[Collected data entries]
● ● ● ● ●

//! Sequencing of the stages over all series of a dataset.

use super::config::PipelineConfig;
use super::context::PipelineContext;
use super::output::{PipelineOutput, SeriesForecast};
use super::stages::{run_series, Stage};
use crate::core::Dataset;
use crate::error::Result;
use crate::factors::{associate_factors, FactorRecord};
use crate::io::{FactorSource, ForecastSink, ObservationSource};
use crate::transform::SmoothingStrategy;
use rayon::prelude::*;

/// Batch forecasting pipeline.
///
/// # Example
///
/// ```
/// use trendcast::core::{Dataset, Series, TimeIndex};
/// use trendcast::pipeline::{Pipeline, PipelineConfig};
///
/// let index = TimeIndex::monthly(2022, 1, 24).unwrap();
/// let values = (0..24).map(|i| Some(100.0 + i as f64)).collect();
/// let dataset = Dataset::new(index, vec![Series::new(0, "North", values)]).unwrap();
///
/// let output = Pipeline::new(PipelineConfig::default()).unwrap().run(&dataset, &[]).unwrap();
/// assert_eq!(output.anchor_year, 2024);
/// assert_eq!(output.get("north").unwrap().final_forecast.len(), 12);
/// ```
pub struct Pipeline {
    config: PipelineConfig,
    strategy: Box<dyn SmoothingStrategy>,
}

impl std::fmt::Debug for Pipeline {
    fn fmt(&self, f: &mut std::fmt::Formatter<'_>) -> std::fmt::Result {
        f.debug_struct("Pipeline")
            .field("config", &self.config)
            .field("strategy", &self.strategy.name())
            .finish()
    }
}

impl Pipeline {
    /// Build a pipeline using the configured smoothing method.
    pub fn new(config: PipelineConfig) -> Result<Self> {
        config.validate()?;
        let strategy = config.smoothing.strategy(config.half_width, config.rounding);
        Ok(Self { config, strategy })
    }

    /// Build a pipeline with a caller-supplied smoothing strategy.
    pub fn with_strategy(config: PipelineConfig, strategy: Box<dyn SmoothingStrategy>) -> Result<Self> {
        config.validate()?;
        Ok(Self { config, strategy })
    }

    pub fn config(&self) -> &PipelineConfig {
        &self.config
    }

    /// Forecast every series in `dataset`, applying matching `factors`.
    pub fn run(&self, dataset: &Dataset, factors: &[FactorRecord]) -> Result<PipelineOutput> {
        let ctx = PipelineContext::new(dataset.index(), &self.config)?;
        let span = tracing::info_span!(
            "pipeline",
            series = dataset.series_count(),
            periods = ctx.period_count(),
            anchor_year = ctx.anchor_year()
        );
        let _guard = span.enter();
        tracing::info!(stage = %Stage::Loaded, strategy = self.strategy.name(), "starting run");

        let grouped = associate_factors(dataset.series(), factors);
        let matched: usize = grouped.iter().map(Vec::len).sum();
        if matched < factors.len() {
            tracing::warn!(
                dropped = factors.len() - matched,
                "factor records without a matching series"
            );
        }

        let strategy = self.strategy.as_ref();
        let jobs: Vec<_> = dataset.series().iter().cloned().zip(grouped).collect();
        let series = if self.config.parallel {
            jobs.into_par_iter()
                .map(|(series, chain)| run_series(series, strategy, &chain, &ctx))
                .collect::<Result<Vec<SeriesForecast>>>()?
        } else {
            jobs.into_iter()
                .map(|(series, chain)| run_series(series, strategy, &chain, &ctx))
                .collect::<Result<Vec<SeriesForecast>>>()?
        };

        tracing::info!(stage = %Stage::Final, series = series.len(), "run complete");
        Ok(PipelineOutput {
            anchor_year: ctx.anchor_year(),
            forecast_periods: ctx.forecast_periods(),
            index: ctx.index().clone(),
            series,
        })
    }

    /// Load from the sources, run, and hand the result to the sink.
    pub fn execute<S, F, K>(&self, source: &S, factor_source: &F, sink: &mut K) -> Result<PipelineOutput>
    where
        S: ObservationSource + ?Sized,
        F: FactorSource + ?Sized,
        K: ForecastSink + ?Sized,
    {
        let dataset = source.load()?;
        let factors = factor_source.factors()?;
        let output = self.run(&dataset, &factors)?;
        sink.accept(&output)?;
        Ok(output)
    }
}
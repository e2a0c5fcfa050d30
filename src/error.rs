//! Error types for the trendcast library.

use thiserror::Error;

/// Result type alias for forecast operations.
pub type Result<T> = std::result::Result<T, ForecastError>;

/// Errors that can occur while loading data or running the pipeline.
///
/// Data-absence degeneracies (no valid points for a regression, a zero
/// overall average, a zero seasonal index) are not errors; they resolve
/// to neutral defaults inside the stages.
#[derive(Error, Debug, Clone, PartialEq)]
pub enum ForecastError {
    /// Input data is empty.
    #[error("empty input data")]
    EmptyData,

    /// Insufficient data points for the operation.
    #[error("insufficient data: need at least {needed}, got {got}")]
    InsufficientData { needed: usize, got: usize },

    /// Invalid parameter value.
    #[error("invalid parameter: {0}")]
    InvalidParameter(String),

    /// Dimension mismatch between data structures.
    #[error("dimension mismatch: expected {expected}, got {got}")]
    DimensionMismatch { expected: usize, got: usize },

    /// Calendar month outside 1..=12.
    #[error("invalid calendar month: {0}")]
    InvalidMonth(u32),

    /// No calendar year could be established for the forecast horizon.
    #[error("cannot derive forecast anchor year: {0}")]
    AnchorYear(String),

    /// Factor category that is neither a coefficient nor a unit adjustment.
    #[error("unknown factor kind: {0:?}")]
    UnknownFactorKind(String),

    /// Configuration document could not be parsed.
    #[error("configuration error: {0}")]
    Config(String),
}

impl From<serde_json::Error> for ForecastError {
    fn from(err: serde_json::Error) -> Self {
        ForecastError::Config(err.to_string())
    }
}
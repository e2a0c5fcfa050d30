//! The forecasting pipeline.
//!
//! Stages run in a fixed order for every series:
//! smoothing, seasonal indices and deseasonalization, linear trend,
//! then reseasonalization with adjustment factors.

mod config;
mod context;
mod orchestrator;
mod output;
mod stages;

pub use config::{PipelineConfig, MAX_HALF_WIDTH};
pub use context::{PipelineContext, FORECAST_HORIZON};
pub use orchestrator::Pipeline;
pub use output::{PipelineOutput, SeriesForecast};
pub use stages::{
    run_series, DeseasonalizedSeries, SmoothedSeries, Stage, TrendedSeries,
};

● ● ● ● ●

Copy out each entry above with no deviation.

//! Sequencing of the stages over all series of a dataset.

use super::config::PipelineConfig;
use super::context::PipelineContext;
use super::output::{PipelineOutput, SeriesForecast};
use super::stages::{run_series, Stage};
use crate::core::Dataset;
use crate::error::Result;
use crate::factors::{associate_factors, FactorRecord};
use crate::io::{FactorSource, ForecastSink, ObservationSource};
use crate::transform::SmoothingStrategy;
use rayon::prelude::*;

/// Batch forecasting pipeline.
///
/// # Example
///
/// ```
/// use trendcast::core::{Dataset, Series, TimeIndex};
/// use trendcast::pipeline::{Pipeline, PipelineConfig};
///
/// let index = TimeIndex::monthly(2022, 1, 24).unwrap();
/// let values = (0..24).map(|i| Some(100.0 + i as f64)).collect();
/// let dataset = Dataset::new(index, vec![Series::new(0, "North", values)]).unwrap();
///
/// let output = Pipeline::new(PipelineConfig::default()).unwrap().run(&dataset, &[]).unwrap();
/// assert_eq!(output.anchor_year, 2024);
/// assert_eq!(output.get("north").unwrap().final_forecast.len(), 12);
/// ```
pub struct Pipeline {
    config: PipelineConfig,
    strategy: Box<dyn SmoothingStrategy>,
}

impl std::fmt::Debug for Pipeline {
    fn fmt(&self, f: &mut std::fmt::Formatter<'_>) -> std::fmt::Result {
        f.debug_struct("Pipeline")
            .field("config", &self.config)
            .field("strategy", &self.strategy.name())
            .finish()
    }
}

impl Pipeline {
    /// Build a pipeline using the configured smoothing method.
    pub fn new(config: PipelineConfig) -> Result<Self> {
        config.validate()?;
        let strategy = config.smoothing.strategy(config.half_width, config.rounding);
        Ok(Self { config, strategy })
    }

    /// Build a pipeline with a caller-supplied smoothing strategy.
    pub fn with_strategy(config: PipelineConfig, strategy: Box<dyn SmoothingStrategy>) -> Result<Self> {
        config.validate()?;
        Ok(Self { config, strategy })
    }

    pub fn config(&self) -> &PipelineConfig {
        &self.config
    }

    /// Forecast every series in `dataset`, applying matching `factors`.
    pub fn run(&self, dataset: &Dataset, factors: &[FactorRecord]) -> Result<PipelineOutput> {
        let ctx = PipelineContext::new(dataset.index(), &self.config)?;
        let span = tracing::info_span!(
            "pipeline",
            series = dataset.series_count(),
            periods = ctx.period_count(),
            anchor_year = ctx.anchor_year()
        );
        let _guard = span.enter();
        tracing::info!(stage = %Stage::Loaded, strategy = self.strategy.name(), "starting run");

        let grouped = associate_factors(dataset.series(), factors);
        let matched: usize = grouped.iter().map(Vec::len).sum();
        if matched < factors.len() {
            tracing::warn!(
                dropped = factors.len() - matched,
                "factor records without a matching series"
            );
        }

        let strategy = self.strategy.as_ref();
        let jobs: Vec<_> = dataset.series().iter().cloned().zip(grouped).collect();
        let series = if self.config.parallel {
            jobs.into_par_iter()
                .map(|(series, chain)| run_series(series, strategy, &chain, &ctx))
                .collect::<Result<Vec<SeriesForecast>>>()?
        } else {
            jobs.into_iter()
                .map(|(series, chain)| run_series(series, strategy, &chain, &ctx))
                .collect::<Result<Vec<SeriesForecast>>>()?
        };

        tracing::info!(stage = %Stage::Final, series = series.len(), "run complete");
        Ok(PipelineOutput {
            anchor_year: ctx.anchor_year(),
            forecast_periods: ctx.forecast_periods(),
            index: ctx.index().clone(),
            series,
        })
    }

    /// Load from the sources, run, and hand the result to the sink.
    pub fn execute<S, F, K>(&self, source: &S, factor_source: &F, sink: &mut K) -> Result<PipelineOutput>
    where
        S: ObservationSource + ?Sized,
        F: FactorSource + ?Sized,
        K: ForecastSink + ?Sized,
    {
        let dataset = source.load()?;
        let factors = factor_source.factors()?;
        let output = self.run(&dataset, &factors)?;
        sink.accept(&output)?;
        Ok(output)
    }
}
repository e2a0c5fcfa050d30
filename src/error.rs
//! Error types for the trendcast library.

use thiserror::Error;

/// Result type alias for forecast operations.
pub type Result<T> = std::result::Result<T, ForecastError>;

/// Errors that can occur while loading data or running the pipeline.
///
/// Data-absence degeneracies (no valid points for a regression, a zero
/// overall average, a zero seasonal index) are not errors; they resolve
/// to neutral defaults inside the stages.
#[derive(Error, Debug, Clone, PartialEq)]
pub enum ForecastError {
    /// Input data is empty.
    #[error("empty input data")]
    EmptyData,

    /// Insufficient data points for the operation.
    #[error("insufficient data: need at least {needed}, got {got}")]
    InsufficientData { needed: usize, got: usize },

    /// Invalid parameter value.
    #[error("invalid parameter: {0}")]
    InvalidParameter(String),

    /// Dimension mismatch between data structures.
    #[error("dimension mismatch: expected {expected}, got {got}")]
    DimensionMismatch { expected: usize, got: usize },

    /// Calendar month outside 1..=12.
    #[error("invalid calendar month: {0}")]
    InvalidMonth(u32),

    /// No calendar year could be established for the forecast horizon.
    #[error("cannot derive forecast anchor year: {0}")]
    AnchorYear(String),

    /// Factor category that is neither a coefficient nor a unit adjustment.
    #[error("unknown factor kind: {0:?}")]
    UnknownFactorKind(String),

    /// Configuration document could not be parsed.
    #[error("configuration error: {0}")]
    Config(String),
}

impl From<serde_json::Error> for ForecastError {
    fn from(err: serde_json::Error) -> Self {
        ForecastError::Config(err.to_string())
    }
}
repository e2a0c5fcfa050d30
//! The forecasting pipeline.
//!
//! Stages run in a fixed order for every series:
//! smoothing, seasonal indices and deseasonalization, linear trend,
//! then reseasonalization with adjustment factors.

mod config;
mod context;
mod orchestrator;
mod output;
mod stages;

pub use config::{PipelineConfig, MAX_HALF_WIDTH};
pub use context::{PipelineContext, FORECAST_HORIZON};
pub use orchestrator::Pipeline;
pub use output::{PipelineOutput, SeriesForecast};
pub use stages::{
    run_series, DeseasonalizedSeries, SmoothedSeries, Stage, TrendedSeries,
};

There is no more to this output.